海賊全てが無法者の悪党、という訳では無いにしろ、大抵は力を行使し、理不尽を強いる悪党に過ぎない。

答えによっては対処が変わってくる。

「誰だ、テメェ?」

「この島に住んでいる者だ」

「......住んでいるぅ?嘘つくんじゃねぇ!この島には肉食の獣共がわんさかいるんだぞ?こんな場所に人が住める訳ねぇだろ!」

そう答えるとそれが合図と言わんばかりに船長が剣を抜いた。
剣はレイピアを太くしたようなデザインだ。
他の海賊達も続くように剣を抜く。
.....なるほど。

「それが答えか?」
「ああ、そうだなぁ。
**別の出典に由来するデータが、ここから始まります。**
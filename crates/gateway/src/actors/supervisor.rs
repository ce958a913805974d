use std::{collections::HashMap, time::Duration};

use tokio::{
    signal,
    sync::{mpsc, watch},
    task::JoinHandle,
    time::{self, Instant},
};
use tracing::{error, info, warn};
use uuid::Uuid;

use common::actors::{Actor, ActorType, ControlMessage};

/// Restarts unresponsive actors from their factories; on ctrl-c it flips the
/// shutdown signal and lets every actor finish its in-flight work.
pub struct Supervisor {
    actor_factories: HashMap<ActorType, Box<dyn Fn() -> Box<dyn Actor> + Send + Sync>>,
    pulses: HashMap<ActorType, Instant>,
    handles: HashMap<ActorType, JoinHandle<()>>,
    ids: HashMap<Uuid, ActorType>,
    shutdown_tx: watch::Sender<bool>,
}

impl Supervisor {
    pub fn new(shutdown_tx: watch::Sender<bool>) -> Self {
        Self {
            actor_factories: HashMap::new(),
            pulses: HashMap::new(),
            handles: HashMap::new(),
            ids: HashMap::new(),
            shutdown_tx,
        }
    }

    pub fn register_actor(
        &mut self,
        actor_type: ActorType,
        factory: Box<dyn Fn() -> Box<dyn Actor> + Send + Sync>,
    ) {
        self.actor_factories.insert(actor_type, factory);
    }

    pub async fn start(&mut self) {
        let mut check_interval = time::interval(Duration::from_secs(1));
        let timeout_duration = Duration::from_secs(3);

        let (supervisor_tx, mut supervisor_rx) = mpsc::channel::<ControlMessage>(512);

        let actors: Vec<ActorType> = self.actor_factories.keys().copied().collect();
        for actor in actors {
            self.spawn_actor(actor, supervisor_tx.clone());
        }

        loop {
            tokio::select! {
                Some(msg) = supervisor_rx.recv() => {
                    match msg {
                        ControlMessage::Heartbeat(id) => {
                            if let Some(actor_type) = self.ids.get(&id) {
                                self.pulses.insert(*actor_type, Instant::now());
                            }
                        }
                        ControlMessage::Shutdown(id) => {
                            if let Some(actor_type) = self.ids.remove(&id) {
                                warn!("{:?} is shutting down gracefully.", actor_type);
                                self.pulses.remove(&actor_type);
                            }
                        }
                        ControlMessage::Error(id, error_msg) => {
                            if let Some(actor_type) = self.ids.get(&id) {
                                error!("Actor {:?} reported error: {}", actor_type, error_msg);
                                self.pulses.insert(*actor_type, Instant::now());
                            }
                        }
                    }
                }

                _ = check_interval.tick() => {
                    if *self.shutdown_tx.borrow() {
                        continue; // draining, no restarts
                    }
                    let dead_timeout = Instant::now() - timeout_duration;
                    let mut dead_actors = Vec::new();

                    for (key, &pulse) in self.pulses.iter() {
                        if pulse < dead_timeout {
                            warn!("{:?} is unresponsive!", key);
                            dead_actors.push(*key);
                            self.handles[key].abort();
                        }
                    }

                    for actor in dead_actors {
                        self.spawn_actor(actor, supervisor_tx.clone());
                    }
                }

                _ = signal::ctrl_c() => {
                    info!("interrupt received, draining actors");
                    let _ = self.shutdown_tx.send(true);
                    self.drain().await;
                    break;
                }
            }
        }
    }

    /// Waits for every actor to exit on its own; anything still running after
    /// the grace period gets aborted.
    async fn drain(&mut self) {
        for (actor_type, handle) in self.handles.drain() {
            let abort = handle.abort_handle();
            match time::timeout(Duration::from_secs(15), handle).await {
                Ok(_) => info!("{:?} drained", actor_type),
                Err(_) => {
                    warn!("{:?} did not stop in time, aborting", actor_type);
                    abort.abort();
                }
            }
        }
    }

    fn spawn_actor(&mut self, actor_type: ActorType, tx: mpsc::Sender<ControlMessage>) {
        let mut new_actor = self.actor_factories[&actor_type]();
        self.ids.insert(new_actor.id(), actor_type);
        let new_actor_handle = tokio::spawn(async move {
            if let Err(e) = new_actor.run(tx).await {
                error!("Actor {:?} crashed: {}", &actor_type, e);
            }
        });
        self.handles.insert(actor_type, new_actor_handle);
        self.pulses.insert(actor_type, Instant::now());
    }
}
だが、ここで金目の物を出せば、命だけは許してやるぜ」

周りの海賊達を一瞥し、再び船長らしき男を見る。
どれも脅威になり得ない人間ばかり。
大した連中ではないと俺は判断し、返事を返した。

「出す必要性を感じない」

「......一々キザたらしく言いやがってっ、ならお望み通りここをテメェの死に場所にしてやるぜ!殺れ、野郎共ぉ!!!」

「「「オオーー!!」」」

海賊達の怒号が響く殺気に対し、俺の心を静かだった。
特に何をするでもなく、ただ立つ。
世界を使う必要はない、吸血鬼としての能力だけで充分、それでも有り余るくらいだ。

「気化冷凍法」

振り下ろされた剣を片手で受け止める。
すぐに冷気が俺の周りに漂う。

「ちっ、離せ......な、何だ!?体が、俺の体がぁぁあああ!!?」

シュゥゥゥゥゥパキィン!!

海賊の体は剣を伝い、凍りつき、数秒と待たずに氷の彫刻へと姿を変えた。
片手で掴んでいた剣を放すと重力に従い、落ちていく。

ガシャン!

氷と化した男は落ちた衝撃でバラバラに砕け散った。
だが、それでも俺の心は静かなままだ。
優越感も、罪悪感すらない。

寧ろその光景に唖然としたのは、海賊側だった。

「あ、悪魔の実の、能力者か!?」

「ま、マジかよ。あれは噂だろ?」

「か、勝てる訳ねぇ。こんな化け物!!」

一人一人が恐慌し、体が震えていた。
だが、今さら遅い。

己の愚かさを呪いながら、消えて行け。

「ぐぅっ!?」

俺は手近な海賊の首を持ち上げ、手で吸血する。
体が満たされるのを感じる。
やはり、動物よりも人間の方が良いようだ。

「ば、化け物.....に、逃げろ、逃げろォー!」

1人の叫びに周りの仲間の海賊達は打ち合わせたようかのように船に走った。